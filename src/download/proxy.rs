//! Streaming download proxy.
//!
//! Fetches a media URL on behalf of the browser and pipes the body straight
//! through with attachment headers, so the browser saves the file under a
//! sensible name instead of navigating to a CDN URL it may not be allowed to
//! load. The body is never buffered: each upstream chunk is forwarded as it
//! arrives, and dropping the client connection drops the upstream stream.

use axum::body::Body;
use axum::http::header::{HeaderValue, CACHE_CONTROL, CONTENT_DISPOSITION, CONTENT_LENGTH, CONTENT_TYPE};
use axum::http::{HeaderMap, StatusCode};
use axum::response::Response;
use futures_util::TryStreamExt;
use reqwest::Client;

use crate::core::config;
use crate::core::error::{AppError, AppResult};
use crate::core::metrics::PROXIED_BYTES_TOTAL;
use crate::core::validation::{parse_download_url, sanitize_filename};

/// Query parameters of `GET /api/download`.
#[derive(Debug, Default, Clone, PartialEq, Eq)]
pub struct DownloadQuery {
    pub url: Option<String>,
    pub filename: Option<String>,
}

impl DownloadQuery {
    /// Read `url` and `filename` from a raw query string.
    ///
    /// A repeated parameter keeps its first value.
    pub fn from_query(raw: Option<&str>) -> Self {
        Self {
            url: query_param(raw, "url"),
            filename: query_param(raw, "filename"),
        }
    }
}

/// First value of `key` in a form-encoded query string.
///
/// # Examples
/// ```
/// use igdl::download::proxy::query_param;
///
/// assert_eq!(query_param(Some("url=a&url=b"), "url").as_deref(), Some("a"));
/// assert_eq!(query_param(Some("filename=x"), "url"), None);
/// assert_eq!(query_param(None, "url"), None);
/// ```
pub fn query_param(raw: Option<&str>, key: &str) -> Option<String> {
    url::form_urlencoded::parse(raw?.as_bytes())
        .find(|(k, _)| k == key)
        .map(|(_, v)| v.into_owned())
}

/// Build the HTTP client used for proxied fetches.
///
/// Redirects are followed (reqwest's default policy). No timeout is set: large
/// videos may legitimately take minutes to stream.
pub fn build_proxy_client() -> Result<Client, reqwest::Error> {
    Client::builder().user_agent(config::download::USER_AGENT).build()
}

/// Build an RFC 6266 `Content-Disposition` value with an RFC 5987 UTF-8 fallback.
///
/// # Examples
/// ```
/// use igdl::download::proxy::content_disposition;
///
/// assert_eq!(
///     content_disposition("My Clip?.mp4"),
///     "attachment; filename=\"My Clip_.mp4\"; filename*=UTF-8''My%20Clip_.mp4"
/// );
/// ```
pub fn content_disposition(filename: &str) -> String {
    let safe = sanitize_filename(filename);
    format!(
        "attachment; filename=\"{}\"; filename*=UTF-8''{}",
        safe.replace('"', "\\\""),
        urlencoding::encode(&safe)
    )
}

/// Validate the request, fetch the upstream URL and stream it back.
///
/// Status and headers are decided before any body bytes are sent.
pub async fn proxy_download(client: &Client, query: DownloadQuery) -> AppResult<Response> {
    let target = parse_download_url(query.url.as_deref())?;
    let filename = query
        .filename
        .filter(|f| !f.is_empty())
        .unwrap_or_else(|| config::download::DEFAULT_FILENAME.to_string());

    log::info!("Proxying download: host={:?} filename={:?}", target.host_str(), filename);

    let upstream = client
        .get(target)
        .send()
        .await
        .map_err(|e| AppError::Upstream(e.to_string()))?;

    let status = upstream.status();
    if !status.is_success() || status == StatusCode::NO_CONTENT || status == StatusCode::RESET_CONTENT {
        return Err(AppError::Upstream(status.as_u16().to_string()));
    }

    let mut headers = HeaderMap::new();
    if let Some(content_type) = upstream.headers().get(CONTENT_TYPE) {
        headers.insert(CONTENT_TYPE, content_type.clone());
    }
    if let Some(content_length) = upstream.headers().get(CONTENT_LENGTH) {
        headers.insert(CONTENT_LENGTH, content_length.clone());
    }
    let disposition = HeaderValue::from_bytes(content_disposition(&filename).as_bytes())
        .unwrap_or_else(|_| HeaderValue::from_static("attachment"));
    headers.insert(CONTENT_DISPOSITION, disposition);
    headers.insert(CACHE_CONTROL, HeaderValue::from_static("no-store"));

    let stream = upstream
        .bytes_stream()
        .inspect_ok(|chunk| PROXIED_BYTES_TOTAL.inc_by(chunk.len() as f64));

    let mut response = Response::new(Body::from_stream(stream));
    *response.headers_mut() = headers;
    Ok(response)
}
use once_cell::sync::Lazy;
use std::env;

/// Port for the public web server
/// Read from WEB_PORT environment variable
/// Default: 3000
pub static WEB_PORT: Lazy<u16> = Lazy::new(|| {
    env::var("WEB_PORT")
        .ok()
        .and_then(|v| v.trim().parse().ok())
        .unwrap_or(3000)
});

/// Log file path
/// Read from LOG_FILE_PATH environment variable
/// Default: igdl.log. Set to an empty string to log to the terminal only.
pub static LOG_FILE_PATH: Lazy<String> =
    Lazy::new(|| env::var("LOG_FILE_PATH").unwrap_or_else(|_| "igdl.log".to_string()));

/// Instagram GraphQL persisted query id for shortcode lookups.
/// Rotates every few weeks; override with INSTAGRAM_DOC_ID without a rebuild.
pub static INSTAGRAM_DOC_ID: Lazy<String> =
    Lazy::new(|| env::var("INSTAGRAM_DOC_ID").unwrap_or_else(|_| "8845758582119845".to_string()));

/// Instagram GraphQL endpoint
/// Read from INSTAGRAM_GRAPHQL_ENDPOINT environment variable
pub static INSTAGRAM_GRAPHQL_ENDPOINT: Lazy<String> = Lazy::new(|| {
    env::var("INSTAGRAM_GRAPHQL_ENDPOINT").unwrap_or_else(|_| "https://www.instagram.com/api/graphql".to_string())
});

/// Outbound proxy configuration
pub mod proxy {
    use once_cell::sync::Lazy;
    use std::env;

    /// Proxy for Instagram API calls (datacenter IPs are often blocked)
    /// Read from WARP_PROXY environment variable
    /// Example: socks5://your-vps-ip:1080
    pub static WARP_PROXY: Lazy<Option<String>> = Lazy::new(|| {
        env::var("WARP_PROXY")
            .ok()
            .map(|s| s.trim().to_string())
            .filter(|s| !s.is_empty() && s != "none" && s != "disabled")
    });
}

/// Download proxy configuration
pub mod download {
    /// User-Agent sent to media CDNs. Some of them reject requests without one.
    pub const USER_AGENT: &str = "instagram-downloader/1.0";

    /// Filename used when the client supplies none, or sanitization empties it
    pub const DEFAULT_FILENAME: &str = "download";

    /// Maximum filename length (in characters) after sanitization
    pub const MAX_FILENAME_CHARS: usize = 180;
}

/// Instagram resolver configuration
pub mod instagram {
    use std::time::Duration;

    /// Browser User-Agent for GraphQL calls
    pub const USER_AGENT: &str =
        "Mozilla/5.0 (Windows NT 10.0; Win64; x64) AppleWebKit/537.36 (KHTML, like Gecko) Chrome/131.0.0.0 Safari/537.36";

    /// Timeout for a single GraphQL call (in seconds)
    pub const REQUEST_TIMEOUT_SECS: u64 = 30;

    /// Connect timeout (in seconds)
    pub const CONNECT_TIMEOUT_SECS: u64 = 15;

    pub fn request_timeout() -> Duration {
        Duration::from_secs(REQUEST_TIMEOUT_SECS)
    }

    pub fn connect_timeout() -> Duration {
        Duration::from_secs(CONNECT_TIMEOUT_SECS)
    }
}
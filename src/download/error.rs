use std::fmt;

/// Structured error type for resource resolution.
///
/// Display yields the human-readable message that the analyze endpoint
/// returns to the client verbatim.
#[derive(Debug)]
pub enum ResolverError {
    /// The link is not an Instagram post/reel/tv link
    InvalidUrl(String),
    /// Transport-level failure reaching Instagram
    Network(String),
    /// Instagram answered with a non-success HTTP status
    Status(u16),
    /// Response body was not the JSON we expected
    Parse(String),
    /// The GraphQL `doc_id` has likely rotated
    DocIdExpired(String),
    /// Private account, or Instagram demands a login for this IP
    LoginRequired,
    /// Post does not exist or was removed
    NotFound,
    /// Post resolved but carried no downloadable media
    NoMedia,
    /// Catch-all for uncategorized errors
    Other(String),
}

impl fmt::Display for ResolverError {
    fn fmt(&self, f: &mut fmt::Formatter<'_>) -> fmt::Result {
        match self {
            ResolverError::InvalidUrl(url) => write!(f, "Not a valid Instagram share link: {}", url),
            ResolverError::Network(msg) => write!(f, "Failed to reach Instagram: {}", msg),
            ResolverError::Status(code) => write!(f, "Instagram responded with HTTP {}", code),
            ResolverError::Parse(msg) => write!(f, "Failed to parse Instagram response: {}", msg),
            ResolverError::DocIdExpired(msg) => write!(f, "doc_id may be expired: {}", msg),
            ResolverError::LoginRequired => write!(f, "Private account or login required"),
            ResolverError::NotFound => write!(f, "Post not found or media unavailable"),
            ResolverError::NoMedia => write!(f, "No media found in post"),
            ResolverError::Other(msg) => write!(f, "{}", msg),
        }
    }
}

impl std::error::Error for ResolverError {}

impl ResolverError {
    /// Returns subcategory for metrics
    pub fn subcategory(&self) -> &'static str {
        match self {
            ResolverError::InvalidUrl(_) => "invalid_url",
            ResolverError::Network(_) => "network",
            ResolverError::Status(_) => "status",
            ResolverError::Parse(_) => "parse",
            ResolverError::DocIdExpired(_) => "doc_id",
            ResolverError::LoginRequired => "login_required",
            ResolverError::NotFound => "not_found",
            ResolverError::NoMedia => "no_media",
            ResolverError::Other(_) => "other",
        }
    }
}

impl From<reqwest::Error> for ResolverError {
    fn from(e: reqwest::Error) -> Self {
        ResolverError::Network(e.to_string())
    }
}
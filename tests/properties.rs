use std::collections::BTreeSet;

use rand::seq::SliceRandom;
use rand::Rng;
use xa_sink::prelude::*;

mod common;

use common::{branch, failed, ids, setup_committer, FacadeScript};

fn task_records(tasks: usize, per_task: usize) -> Vec<CommitRecord> {
    (0..tasks)
        .map(|task| {
            let branches = (0..per_task)
                .map(|n| branch(&format!("T{}-{}", task, n)))
                .collect();
            CommitRecord::new(task as u32, branches)
        })
        .collect()
}

#[test]
fn test_combine_is_order_independent() {
    let script = FacadeScript::new();
    let committer = setup_committer(&script, 3, false);
    let records = task_records(6, 4);

    let expected: BTreeSet<BranchId> = records
        .iter()
        .flat_map(|record| record.branches.iter().cloned())
        .collect();
    let baseline = committer.combine(records.clone());
    assert_eq!(ids(&baseline).into_iter().collect::<BTreeSet<_>>(), expected);

    let mut rng = rand::rng();
    for _ in 0..20 {
        let mut shuffled = records.clone();
        shuffled.shuffle(&mut rng);
        for record in shuffled.iter_mut() {
            record.branches.shuffle(&mut rng);
        }
        assert_eq!(committer.combine(shuffled), baseline);
    }
}

#[test]
fn test_combine_is_associative() {
    let script = FacadeScript::new();
    let committer = setup_committer(&script, 3, false);
    let records = task_records(3, 2);

    // Combining everything at once equals combining the branches of a
    // partial combination with the rest.
    let all = committer.combine(records.clone());
    let partial = committer.combine(records[..2].to_vec());
    let regrouped = committer.combine(vec![
        CommitRecord::new(0, ids(&partial)),
        records[2].clone(),
    ]);
    assert_eq!(all, regrouped);
}

#[test]
fn test_remainder_never_grows() {
    let script = FacadeScript::new();
    let mut rng = rand::rng();
    let max_commit_attempts = 8;

    let records = task_records(4, 5);
    for record in &records {
        for id in &record.branches {
            // Each branch fails a random number of times, always below the ceiling.
            let failures = rng.random_range(0..max_commit_attempts - 1);
            let mut outcomes: Vec<_> = (0..failures).map(|_| failed("transient")).collect();
            outcomes.push(Ok(()));
            script.script_commit(id, outcomes);
        }
    }

    let mut committer = setup_committer(&script, max_commit_attempts, false);
    let mut pending = vec![committer.combine(records)];
    let mut previous: BTreeSet<BranchId> = ids(&pending[0]).into_iter().collect();

    for _ in 0..max_commit_attempts {
        pending = committer.commit(pending).unwrap();
        let current: BTreeSet<BranchId> = pending.iter().flat_map(ids).collect();
        assert!(current.is_subset(&previous));
        previous = current;
        if pending.is_empty() {
            break;
        }
    }
    assert!(pending.is_empty());
}

#[test]
fn test_resolved_branch_never_retried() {
    let script = FacadeScript::new();
    script.script_commit(&branch("slow"), vec![failed("busy"), failed("busy"), Ok(())]);
    let mut committer = setup_committer(&script, 5, false);

    let mut pending = vec![committer.combine(vec![CommitRecord::new(
        0,
        vec![branch("fast"), branch("slow")],
    )])];
    while !pending.is_empty() {
        pending = committer.commit(pending).unwrap();
        for record in &pending {
            assert!(!record.contains(&branch("fast")));
        }
    }
    assert_eq!(script.commit_calls(&branch("fast")), 1);
}
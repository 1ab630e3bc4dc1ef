use crate::errors::Result;

/// The committer a checkpoint framework drives once every writer task of a
/// checkpoint has prepared its work.
///
/// The framework decides when to call each operation and serializes the
/// calls; `commit`, `abort` and `close` take `&mut self` so one instance can
/// never run two of them at once.
pub trait SinkAggregatedCommitter {
    /// What one writer task hands over for one checkpoint.
    type CommitInfo;
    /// The checkpoint-level unit of work built from all `CommitInfo`s.
    type AggregatedCommitInfo;

    /// Merges every task's commit info of one checkpoint. Performs no I/O.
    fn combine(&self, commit_infos: Vec<Self::CommitInfo>) -> Self::AggregatedCommitInfo;

    /// Commits the given checkpoints and returns only what is still
    /// unresolved. Fully resolved checkpoints are not returned.
    ///
    /// # Errors
    ///
    /// An error means the state of the store is uncertain and the caller
    /// must not advance the checkpoint.
    fn commit(
        &mut self,
        aggregated_commit_infos: Vec<Self::AggregatedCommitInfo>,
    ) -> Result<Vec<Self::AggregatedCommitInfo>>;

    /// Rolls back every branch of the given checkpoints.
    fn abort(&mut self, aggregated_commit_infos: Vec<Self::AggregatedCommitInfo>) -> Result<()>;

    /// Releases the underlying connection. No further `commit` or `abort`
    /// is accepted afterwards.
    fn close(&mut self) -> Result<()>;
}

* * * * *

- **TRY IT**: In the data above, find each line that uses the string "regrouped". Copy it.

- **TASK RESULT**:
    let regrouped = committer.combine(vec![
    assert_eq!(all, regrouped);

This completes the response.